Saturday, December 11, 2010

The Whiteboard

The Whiteboard is a comic strip I have been following for years. It's sorta about paintball, sometimes it's really about paintball, other times it's about the over the top experiences of a group of friends. There's some conventions, all the fully rendered characters are some sort of anthropomorphic animal, Doc, the main character and store owner, is a polar bear. The customers are human, and are drawn almost as shadows. They serve a role, but are interchangeable and insubstantial.

This strip must have started as an in-house joke, but it's grown to be a business of it's own. One of the images I remember is of the author's scanner that he was using to digitize the drawings, to weigh down the cover he was using a magazine of .45ACP.

I brought this up because he has added starting points to various storylines at the bottom of the main page and one of the recent series has been zombies. Here's the first panel. Go and waste some time this Saturday and meet Doc, Swampy, Roger, and the rest of the crew.

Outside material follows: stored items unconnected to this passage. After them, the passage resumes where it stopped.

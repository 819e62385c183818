// ── Core error types ──
//
// Every variant aborts the reconciliation call that produced it. The same
// transport failure means different things depending on the step it came
// from (connecting, resolving, acting, fetching), so api errors are mapped
// through the `CoreError::*` constructors below rather than a blanket
// `From` impl.

use thiserror::Error;

use bmcsync_api::Error as ApiError;

/// Why the System Resolver could not produce a computer system.
#[derive(Debug, Clone, PartialEq, Eq, Error)]
pub enum ResolutionFailure {
    /// The systems collection could not be read.
    #[error("systems collection unreachable: {0}")]
    Unreachable(String),

    /// The endpoint answered but exposes no computer system.
    #[error("endpoint exposes no computer system")]
    NoSystems,

    /// A system selector was configured and nothing matched it.
    #[error("no computer system with id '{0}'")]
    NotFound(String),
}

/// Unified error type for the core crate.
#[derive(Debug, Error)]
pub enum CoreError {
    // ── Connection errors ────────────────────────────────────────────
    #[error("Cannot connect to endpoint {address}: {reason}")]
    Connection {
        address: String,
        reason: String,
        /// The endpoint answered but refused the credentials.
        credentials_rejected: bool,
    },

    // ── Resolution errors ────────────────────────────────────────────
    #[error("Cannot resolve computer system on {address}: {reason}")]
    Resolution {
        address: String,
        #[source]
        reason: ResolutionFailure,
    },

    // ── Caller input errors ──────────────────────────────────────────
    #[error("Invalid power directive '{value}': expected one of {expected}")]
    InvalidDirective { value: String, expected: String },

    #[error("Invalid endpoint configuration: {message}")]
    Config { message: String },

    // ── Remote operation errors ──────────────────────────────────────
    #[error("Endpoint rejected {action}: {detail}")]
    ActionRejected { action: String, detail: String },

    #[error("Cannot fetch {resource}: {detail}")]
    Fetch { resource: String, detail: String },
}

impl CoreError {
    pub(crate) fn connection(address: &str, err: &ApiError) -> Self {
        Self::Connection {
            address: address.to_owned(),
            reason: err.to_string(),
            credentials_rejected: err.is_auth_failure(),
        }
    }

    /// Map a failure while listing systems. Credential rejection is still a
    /// connection problem; anything else means the collection was unreadable.
    pub(crate) fn resolution(address: &str, err: &ApiError) -> Self {
        match err {
            ApiError::Authentication { .. } => Self::connection(address, err),
            ApiError::MissingLink { .. } => Self::Resolution {
                address: address.to_owned(),
                reason: ResolutionFailure::NoSystems,
            },
            _ => Self::Resolution {
                address: address.to_owned(),
                reason: ResolutionFailure::Unreachable(err.to_string()),
            },
        }
    }

    pub(crate) fn rejected(action: impl Into<String>, err: &ApiError) -> Self {
        let detail = match err {
            ApiError::Redfish { message, .. } => message.clone(),
            other => other.to_string(),
        };
        Self::ActionRejected {
            action: action.into(),
            detail,
        }
    }

    pub(crate) fn fetch(resource: impl Into<String>, err: &ApiError) -> Self {
        Self::Fetch {
            resource: resource.into(),
            detail: err.to_string(),
        }
    }
}

#[cfg(test)]
mod tests {
    use super::*;

    #[test]
    fn auth_failure_while_resolving_is_a_connection_error() {
        let err = ApiError::Authentication {
            message: "HTTP 401 Unauthorized".into(),
        };
        let core = CoreError::resolution("10.0.0.5", &err);
        assert!(matches!(
            core,
            CoreError::Connection { ref address, credentials_rejected: true, .. } if address == "10.0.0.5"
        ));
    }

    #[test]
    fn missing_systems_link_means_no_systems() {
        let err = ApiError::MissingLink {
            resource: "service root".into(),
            link: "Systems",
        };
        let core = CoreError::resolution("10.0.0.5", &err);
        assert!(matches!(
            core,
            CoreError::Resolution {
                reason: ResolutionFailure::NoSystems,
                ..
            }
        ));
    }

    #[test]
    fn rejected_action_keeps_endpoint_detail() {
        let err = ApiError::Redfish {
            status: 409,
            message: "Server is already powered OFF.".into(),
        };
        let core = CoreError::rejected("ForceOff", &err);
        assert_eq!(
            core.to_string(),
            "Endpoint rejected ForceOff: Server is already powered OFF."
        );
    }

}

He also does custom machining, sells paintball equipment, and likes old cars, cannons, and blacksmithing.
A pointy anvil is the least of your worries. If you can't avoid jabbing yourself in the thigh on your own anvil horn, I suggest taking up a different line of work.
--Doc

Friday, December 10, 2010

14 Shopping Days

So, you've got a gunnut a firearms enthusiast on your Christmas list and you don't have any idea what to get him. Maybe it's your Dad or your Uncle, maybe it's your new significant-other, but it's someone that a generic guy gift of socks or a tie won't be enough.

RAoP is here to help you and to make your gunnut firearms enthusiast excited and happy on Christmas morning. First off, this will not have to be an expensive purchase. Just getting an appropriate gift will surprise and please him. To do your part to follow my advice you need to have some knowledge of your gunnut firearms enthusiast's hobby. Is it rifles? Shotguns? Pistols? Does he hunt or go to a range to sport shoot? Maybe you've avoided knowing, just seeing him carry a case out to his truck and drive off is all you know.

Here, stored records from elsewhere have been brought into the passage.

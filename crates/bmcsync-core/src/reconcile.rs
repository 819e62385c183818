// ── Reconciliation entry points ──
//
// One `Reconciler` per endpoint. Each call runs resolve, then the
// power or BIOS step, then identity assignment, strictly in that order and
// aborting on the first failure. Nothing is shared between reconcilers, so
// calls for different endpoints can run concurrently without coordination.

use serde::Serialize;
use tracing::{debug, warn};

use bmcsync_api::{ComputerSystem, PowerState, RedfishClient};

use crate::bios::{AttributeChange, Attributes, BiosSynchronizer, diff, merge};
use crate::config::EndpointConfig;
use crate::endpoint::{Endpoint, connect};
use crate::error::CoreError;
use crate::identity::ResourceIdentity;
use crate::power::{self, PowerDirective, PowerReconciler, parse_directive};
use crate::resolver::resolve_system;

/// Result of a power call.
#[derive(Debug, Clone, Serialize)]
pub struct PowerOutcome {
    pub identity: ResourceIdentity,
    /// `@odata.id` of the resolved system.
    pub system: String,
    /// The action issued, if any.
    #[serde(skip_serializing_if = "Option::is_none")]
    pub action: Option<PowerDirective>,
    /// Observed state. After an action this may still be the pre-transition
    /// value.
    pub power_state: PowerState,
    #[serde(skip_serializing_if = "Option::is_none")]
    pub manufacturer: Option<String>,
    #[serde(skip_serializing_if = "Option::is_none")]
    pub model: Option<String>,
    #[serde(skip_serializing_if = "Option::is_none")]
    pub serial_number: Option<String>,
}

/// Result of a BIOS call.
#[derive(Debug, Clone, Serialize)]
pub struct BiosOutcome {
    pub identity: ResourceIdentity,
    pub odata_id: String,
    pub id: String,
    /// Remote baseline with the overrides laid over it.
    pub attributes: Attributes,
    /// Overrides that differ from the remote baseline. On apply these are
    /// the attributes that were sent.
    pub changes: Vec<AttributeChange>,
}

/// Runs reconciliation calls against one endpoint.
pub struct Reconciler<E = RedfishClient> {
    endpoint: E,
    config: EndpointConfig,
}

impl Reconciler<RedfishClient> {
    /// Connect to the endpoint described by `config`.
    pub async fn connect(config: EndpointConfig) -> Result<Self, CoreError> {
        let client = connect(&config).await?;
        Ok(Self::new(client, config))
    }
}

impl<E: Endpoint> Reconciler<E> {
    pub fn new(endpoint: E, config: EndpointConfig) -> Self {
        Self { endpoint, config }
    }

    pub fn config(&self) -> &EndpointConfig {
        &self.config
    }

    pub fn endpoint(&self) -> &E {
        &self.endpoint
    }

    pub async fn resolve(&self) -> Result<ComputerSystem, CoreError> {
        resolve_system(
            &self.endpoint,
            &self.config.address,
            self.config.system.as_deref(),
        )
        .await
    }

    fn identity(&self, locator: &str) -> ResourceIdentity {
        ResourceIdentity::assign(&self.config.address, locator)
    }

    fn power_outcome(
        &self,
        system: ComputerSystem,
        action: Option<PowerDirective>,
    ) -> PowerOutcome {
        PowerOutcome {
            identity: self.identity(&system.odata_id),
            power_state: power::read(&system),
            system: system.odata_id,
            action,
            manufacturer: system.manufacturer,
            model: system.model,
            serial_number: system.serial_number,
        }
    }

    /// Create/update for a power resource: issue `directive` and read back.
    ///
    /// The directive is validated before the endpoint is contacted, so a
    /// missing or unknown value never reaches the BMC.
    pub async fn apply_power(&self, directive: Option<&str>) -> Result<PowerOutcome, CoreError> {
        let directive = parse_directive(directive.unwrap_or_default())?;
        let system = self.resolve().await?;

        let power = PowerReconciler::new(&self.endpoint);
        power.apply(&system, directive).await?;
        let system = power.refresh(&system).await.inspect_err(|e| {
            warn!(
                address = %self.config.address,
                system = %system.odata_id,
                action = directive.as_str(),
                error = %e,
                "power action was issued but the system could not be re-read"
            );
        })?;

        Ok(self.power_outcome(system, Some(directive)))
    }

    /// Read for a power resource. Never issues an action.
    pub async fn read_power(&self) -> Result<PowerOutcome, CoreError> {
        let system = self.resolve().await?;
        Ok(self.power_outcome(system, None))
    }

    /// Read for a BIOS resource: fetch, normalize, lay `overrides` on top.
    pub async fn read_bios(&self, overrides: &Attributes) -> Result<BiosOutcome, CoreError> {
        let system = self.resolve().await?;
        let snapshot = BiosSynchronizer::new(&self.endpoint).read(&system).await?;

        let changes = diff(&snapshot.attributes, overrides);
        debug!(
            address = %self.config.address,
            pending = changes.len(),
            "compared BIOS overrides"
        );
        Ok(BiosOutcome {
            identity: self.identity(&snapshot.odata_id),
            attributes: merge(&snapshot.attributes, overrides),
            odata_id: snapshot.odata_id,
            id: snapshot.id,
            changes,
        })
    }

    /// Create/update for a BIOS resource: stage the overrides that differ.
    pub async fn apply_bios(&self, overrides: &Attributes) -> Result<BiosOutcome, CoreError> {
        let system = self.resolve().await?;
        let push = BiosSynchronizer::new(&self.endpoint)
            .apply(&system, overrides)
            .await?;
        let baseline = push.baseline;

        Ok(BiosOutcome {
            identity: self.identity(&baseline.odata_id),
            attributes: merge(&baseline.attributes, overrides),
            odata_id: baseline.odata_id,
            id: baseline.id,
            changes: push.changes,
        })
    }
}

#[cfg(test)]
#[allow(clippy::unwrap_used)]
mod tests {
    use pretty_assertions::assert_eq;
    use serde_json::json;

    use super::*;
    use crate::error::ResolutionFailure;
    use crate::fake::{FakeEndpoint, bios, system, system_with_inventory};

    fn reconciler(address: &str, endpoint: FakeEndpoint) -> Reconciler<FakeEndpoint> {
        Reconciler::new(endpoint, EndpointConfig::new(address))
    }

    fn overrides(pairs: &[(&str, &str)]) -> Attributes {
        pairs
            .iter()
            .map(|(k, v)| ((*k).to_owned(), (*v).to_owned()))
            .collect()
    }

    // ── Scenario A: restart, no synchronous convergence ─────────────

    #[tokio::test]
    async fn force_restart_issues_one_action() {
        let r = reconciler(
            "10.0.0.5",
            FakeEndpoint::with_systems(vec![system("1", "On")]),
        );

        let outcome = r.apply_power(Some("ForceRestart")).await.unwrap();

        assert_eq!(
            r.endpoint().reset_log(),
            vec![("/redfish/v1/Systems/1".to_owned(), PowerDirective::ForceRestart)]
        );
        assert_eq!(outcome.action, Some(PowerDirective::ForceRestart));
        assert_eq!(outcome.identity.as_str(), "10.0.0.5/redfish/v1/Systems/1");
    }

    #[tokio::test]
    async fn missing_directive_never_contacts_endpoint() {
        let r = reconciler(
            "10.0.0.5",
            FakeEndpoint::with_systems(vec![system("1", "On")]),
        );

        for directive in [None, Some("")] {
            let err = r.apply_power(directive).await.unwrap_err();
            assert!(matches!(err, CoreError::InvalidDirective { .. }));
        }
        assert_eq!(r.endpoint().calls(), 0);
    }

    #[tokio::test]
    async fn read_power_reports_state_without_acting() {
        let r = reconciler(
            "10.0.0.5",
            FakeEndpoint::with_systems(vec![system("1", "PoweringOn")]),
        );

        let outcome = r.read_power().await.unwrap();

        assert_eq!(outcome.power_state, PowerState::PoweringOn);
        assert_eq!(outcome.action, None);
        assert!(r.endpoint().reset_log().is_empty());
    }

    #[tokio::test]
    async fn failed_read_back_still_reports_the_issued_action() {
        let r = reconciler(
            "10.0.0.5",
            FakeEndpoint::with_systems(vec![system("1", "On")]).failing_refresh(),
        );

        let err = r.apply_power(Some("ForceOff")).await.unwrap_err();

        assert!(matches!(
            err,
            CoreError::Fetch { ref resource, .. } if resource == "/redfish/v1/Systems/1"
        ));
        assert_eq!(
            r.endpoint().reset_log(),
            vec![("/redfish/v1/Systems/1".to_owned(), PowerDirective::ForceOff)]
        );
    }

    #[tokio::test]
    async fn power_outcome_carries_system_inventory() {
        let r = reconciler(
            "10.0.0.5",
            FakeEndpoint::with_systems(vec![system_with_inventory(
                "1",
                "Dell Inc.",
                "PowerEdge R650",
                "7XK2QD3",
            )]),
        );

        let outcome = r.read_power().await.unwrap();

        assert_eq!(outcome.manufacturer.as_deref(), Some("Dell Inc."));
        assert_eq!(outcome.model.as_deref(), Some("PowerEdge R650"));
        assert_eq!(outcome.serial_number.as_deref(), Some("7XK2QD3"));

        let bare = reconciler("10.0.0.5", FakeEndpoint::with_systems(vec![system("1", "On")]))
            .read_power()
            .await
            .unwrap();
        let json = serde_json::to_value(&bare).unwrap();
        assert!(json.get("model").is_none());
        assert!(json.get("serial_number").is_none());
    }

    // ── Scenario B: shadow baseline + override ──────────────────────

    #[tokio::test]
    async fn bios_read_merges_overrides_over_baseline() {
        let target = system("1", "On");
        let endpoint = FakeEndpoint::with_systems(vec![target.clone()]).with_bios(
            &target.odata_id,
            bios("1", json!({ "BootMode": "Uefi", "NumCores": 8 })),
        );
        let r = reconciler("10.0.0.5", endpoint);

        let outcome = r
            .read_bios(&overrides(&[("BootMode", "Bios")]))
            .await
            .unwrap();

        assert_eq!(
            outcome.attributes,
            overrides(&[("BootMode", "Bios"), ("NumCores", "8")])
        );
        assert_eq!(outcome.odata_id, "/redfish/v1/Systems/1/Bios");
        assert_eq!(outcome.id, "Bios");
        assert_eq!(
            outcome.identity.as_str(),
            "10.0.0.5/redfish/v1/Systems/1/Bios"
        );
        assert_eq!(outcome.changes.len(), 1);
        assert!(r.endpoint().patch_log().is_empty());
    }

    #[tokio::test]
    async fn bios_apply_stages_changes() {
        let target = system("1", "On");
        let endpoint = FakeEndpoint::with_systems(vec![target.clone()]).with_bios(
            &target.odata_id,
            bios("1", json!({ "BootMode": "Uefi", "NumCores": 8 })),
        );
        let r = reconciler("10.0.0.5", endpoint);

        let outcome = r
            .apply_bios(&overrides(&[("BootMode", "Bios")]))
            .await
            .unwrap();

        assert_eq!(outcome.changes[0].key, "BootMode");
        assert_eq!(r.endpoint().patch_log().len(), 1);
        assert!(r.endpoint().reset_log().is_empty());
    }

    // ── Scenario C: no systems ──────────────────────────────────────

    #[tokio::test]
    async fn empty_endpoint_stops_at_resolution() {
        let r = reconciler("10.0.0.5", FakeEndpoint::with_systems(vec![]));

        let power = r.apply_power(Some("On")).await.unwrap_err();
        let bios = r.read_bios(&Attributes::new()).await.unwrap_err();

        for err in [power, bios] {
            assert!(matches!(
                err,
                CoreError::Resolution {
                    reason: ResolutionFailure::NoSystems,
                    ..
                }
            ));
        }
        // Only the two systems listings; nothing downstream ran.
        assert_eq!(r.endpoint().calls(), 2);
    }

    // ── Scenario D: independent endpoints in parallel ───────────────

    #[tokio::test]
    async fn concurrent_calls_on_distinct_endpoints_do_not_interfere() {
        let a = reconciler(
            "10.0.0.5",
            FakeEndpoint::with_systems(vec![system("1", "Off")]),
        );
        let b_target = system("System.Embedded.1", "On");
        let b = reconciler(
            "10.0.0.6",
            FakeEndpoint::with_systems(vec![b_target.clone()])
                .with_bios(&b_target.odata_id, bios("System.Embedded.1", json!({ "BootMode": "Uefi" }))),
        );

        let desired = overrides(&[("BootMode", "Bios")]);
        let (power, bios_read) = tokio::join!(a.apply_power(Some("On")), b.read_bios(&desired));
        let power = power.unwrap();
        let bios_read = bios_read.unwrap();

        assert_eq!(power.identity.as_str(), "10.0.0.5/redfish/v1/Systems/1");
        assert_eq!(
            bios_read.identity.as_str(),
            "10.0.0.6/redfish/v1/Systems/System.Embedded.1/Bios"
        );
        assert_eq!(a.endpoint().reset_log().len(), 1);
        assert!(a.endpoint().patch_log().is_empty());
        assert!(b.endpoint().reset_log().is_empty());
        assert!(b.endpoint().patch_log().is_empty());
    }

    // ── Selector ────────────────────────────────────────────────────

    #[tokio::test]
    async fn configured_system_selector_is_honoured() {
        let endpoint = FakeEndpoint::with_systems(vec![system("1", "On"), system("2", "Off")]);
        let r = Reconciler::new(endpoint, EndpointConfig::new("bmc01").with_system("2"));

        let outcome = r.read_power().await.unwrap();

        assert_eq!(outcome.system, "/redfish/v1/Systems/2");
        assert_eq!(outcome.power_state, PowerState::Off);
    }
}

Ask him. Here's one possible question, "Dad, what's your favorite kind of gun?" When he starts to answer, pay attention to numbers, like .357, 30.06, .45ACP. Write them down if you need to. Your followup questions when he finally takes a breath should be, "Where do you go shooting?", and "What do you use for targets?" Go on, go ask him, I'll wait.

Now you're back, head swimming with way more new information that you ever expected. That taciturn grumpy old man turned out to be quite a talker, didn't he? You should at least know what sort of guns he shoots and what kind of shooting he enjoys.

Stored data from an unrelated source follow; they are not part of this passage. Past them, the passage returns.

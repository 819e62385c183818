//! Config subcommand handlers.

use tabled::Tabled;

use crate::cli::{ConfigArgs, ConfigCommand, GlobalOpts};
use crate::config::{self, Config};
use crate::error::CliError;
use crate::output;

// ── Helpers ─────────────────────────────────────────────────────────

/// Render the config as TOML with secrets masked.
fn format_config_redacted(cfg: &Config) -> String {
    use std::fmt::Write;
    let mut out = String::new();

    if let Some(ref default) = cfg.default_profile {
        let _ = writeln!(out, "default_profile = \"{default}\"");
    }
    let _ = writeln!(out);
    let _ = writeln!(out, "[defaults]");
    let _ = writeln!(out, "output = \"{}\"", cfg.defaults.output);
    let _ = writeln!(out, "insecure = {}", cfg.defaults.insecure);
    let _ = writeln!(out, "timeout = {}", cfg.defaults.timeout);

    let mut names: Vec<_> = cfg.profiles.keys().collect();
    names.sort();
    for name in names {
        let p = &cfg.profiles[name];
        let _ = writeln!(out);
        let _ = writeln!(out, "[profiles.{name}]");
        let _ = writeln!(out, "address = \"{}\"", p.address);
        if let Some(ref u) = p.username {
            let _ = writeln!(out, "username = \"{u}\"");
        }
        if p.password.is_some() {
            let _ = writeln!(out, "password = \"****\"");
        }
        if let Some(ref env) = p.password_env {
            let _ = writeln!(out, "password_env = \"{env}\"");
        }
        if let Some(ref system) = p.system {
            let _ = writeln!(out, "system = \"{system}\"");
        }
        if let Some(ref ca) = p.ca_cert {
            let _ = writeln!(out, "ca_cert = \"{}\"", ca.display());
        }
        if let Some(insecure) = p.insecure {
            let _ = writeln!(out, "insecure = {insecure}");
        }
        if let Some(timeout) = p.timeout {
            let _ = writeln!(out, "timeout = {timeout}");
        }
    }
    out.trim_end().to_owned()
}

#[derive(Tabled)]
struct ProfileRow {
    #[tabled(rename = "")]
    marker: &'static str,
    #[tabled(rename = "Profile")]
    name: String,
    #[tabled(rename = "Address")]
    address: String,
    #[tabled(rename = "User")]
    username: String,
}

// ── Handler ─────────────────────────────────────────────────────────

#[allow(clippy::unused_async)]
pub async fn handle(args: ConfigArgs, global: &GlobalOpts) -> Result<(), CliError> {
    match args.command {
        ConfigCommand::Path => {
            output::print_output(&config::config_path().display().to_string(), global.quiet);
            Ok(())
        }

        ConfigCommand::Show => {
            let mut cfg = config::load_config_or_default();
            // Structured formats serialize the struct as-is.
            for profile in cfg.profiles.values_mut() {
                if profile.password.is_some() {
                    profile.password = Some("****".into());
                }
            }
            let out = output::render_single(
                &global.output,
                &cfg,
                format_config_redacted,
                |_| config::config_path().display().to_string(),
            )?;
            output::print_output(&out, global.quiet);
            Ok(())
        }

        ConfigCommand::Profiles => {
            let cfg = config::load_config_or_default();
            if cfg.profiles.is_empty() {
                if !global.quiet {
                    eprintln!(
                        "No profiles configured. Add one to {}",
                        config::config_path().display()
                    );
                }
                return Ok(());
            }

            let default = config::active_profile_name(global, &cfg);
            let mut names: Vec<&String> = cfg.profiles.keys().collect();
            names.sort();
            let rows: Vec<ProfileRow> = names
                .into_iter()
                .map(|name| {
                    let p = &cfg.profiles[name];
                    ProfileRow {
                        marker: if *name == default { "*" } else { "" },
                        name: name.clone(),
                        address: p.address.clone(),
                        username: p.username.clone().unwrap_or_else(|| "-".into()),
                    }
                })
                .collect();
            output::print_output(&output::render_table(&rows), global.quiet);
            Ok(())
        }

        ConfigCommand::Use { name } => {
            let mut cfg = config::load_config_or_default();

            if !cfg.profiles.contains_key(&name) {
                return Err(CliError::ProfileNotFound {
                    available: config::available_profiles(&cfg),
                    name,
                });
            }

            cfg.default_profile = Some(name.clone());
            config::save_config(&cfg)?;
            if !global.quiet {
                eprintln!("Default profile set to '{name}'");
            }
            Ok(())
        }
    }
}

#[cfg(test)]
mod tests {
    use std::collections::HashMap;

    use super::*;
    use crate::config::{Defaults, Profile};

    #[test]
    fn redacted_config_masks_password() {
        let mut profiles = HashMap::new();
        profiles.insert(
            "lab".to_owned(),
            Profile {
                address: "10.0.0.5".into(),
                username: Some("root".into()),
                password: Some("calvin".into()),
                system: Some("System.Embedded.1".into()),
                ..Profile::default()
            },
        );
        let cfg = Config {
            default_profile: Some("lab".into()),
            defaults: Defaults::default(),
            profiles,
        };

        let out = format_config_redacted(&cfg);
        assert!(out.contains("[profiles.lab]"));
        assert!(out.contains("address = \"10.0.0.5\""));
        assert!(out.contains("password = \"****\""));
        assert!(!out.contains("calvin"));
    }
}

There's a gun store around. I'm sure of it, unless you live in Washington, DC or New York, in which case you need to shut down your computer, put it in a box and move. Go on. I'll wait.

There you are, living in a relatively free part of the country, and when you look in the phone book, there are three or four gun shops listed. When you go out shopping, stop in one or two, the same way you might stop in the fabric store. Think of it as a cultural experience. You'll meet people like your Dad/Uncle/significant-other in their natural environment. It will be like a National Geographic adventure. You'll be able to tell your friends about it.

Talk to the guy behind the counter. Tell him you're looking for a present for your Dad/Uncle/significant-other, tell him what you know from your questions, mention those numbers you wrote down and what kind of shooting or hunting he talked about. If nothing else, buy a box of ammo in one of the calibers the clerk can direct you to. To gunnuts firearms enthusiasts, ammo is like cash or diamonds, it's always appropriate. Otherwise, depending on your budget for this person, there are flashlights, holsters, gun cases, cleaning supplies, electronic earmuffs, binoculars, and so on. Ignoring all the guns, when you look around the store, everything you see is a potential gift for someone.

Most stores have gift certificates, too. If the whole process is too complicated, get him a gift certificate from the gun store. Even that will be very well received on Christmas morning. You will have had a cultural experience, a local business will have benefited, and the person you are buying for will know you took the time to find them a meaningful gift.

You will notice I wrote this as though the gunnut firearms enthusiast was male and the person looking for a gift was female. This was intentional. If your Mom/Aunt/female significant-other is a shooter, you better already know about their hobby and have a wrapped present that you need a handtruck to move around.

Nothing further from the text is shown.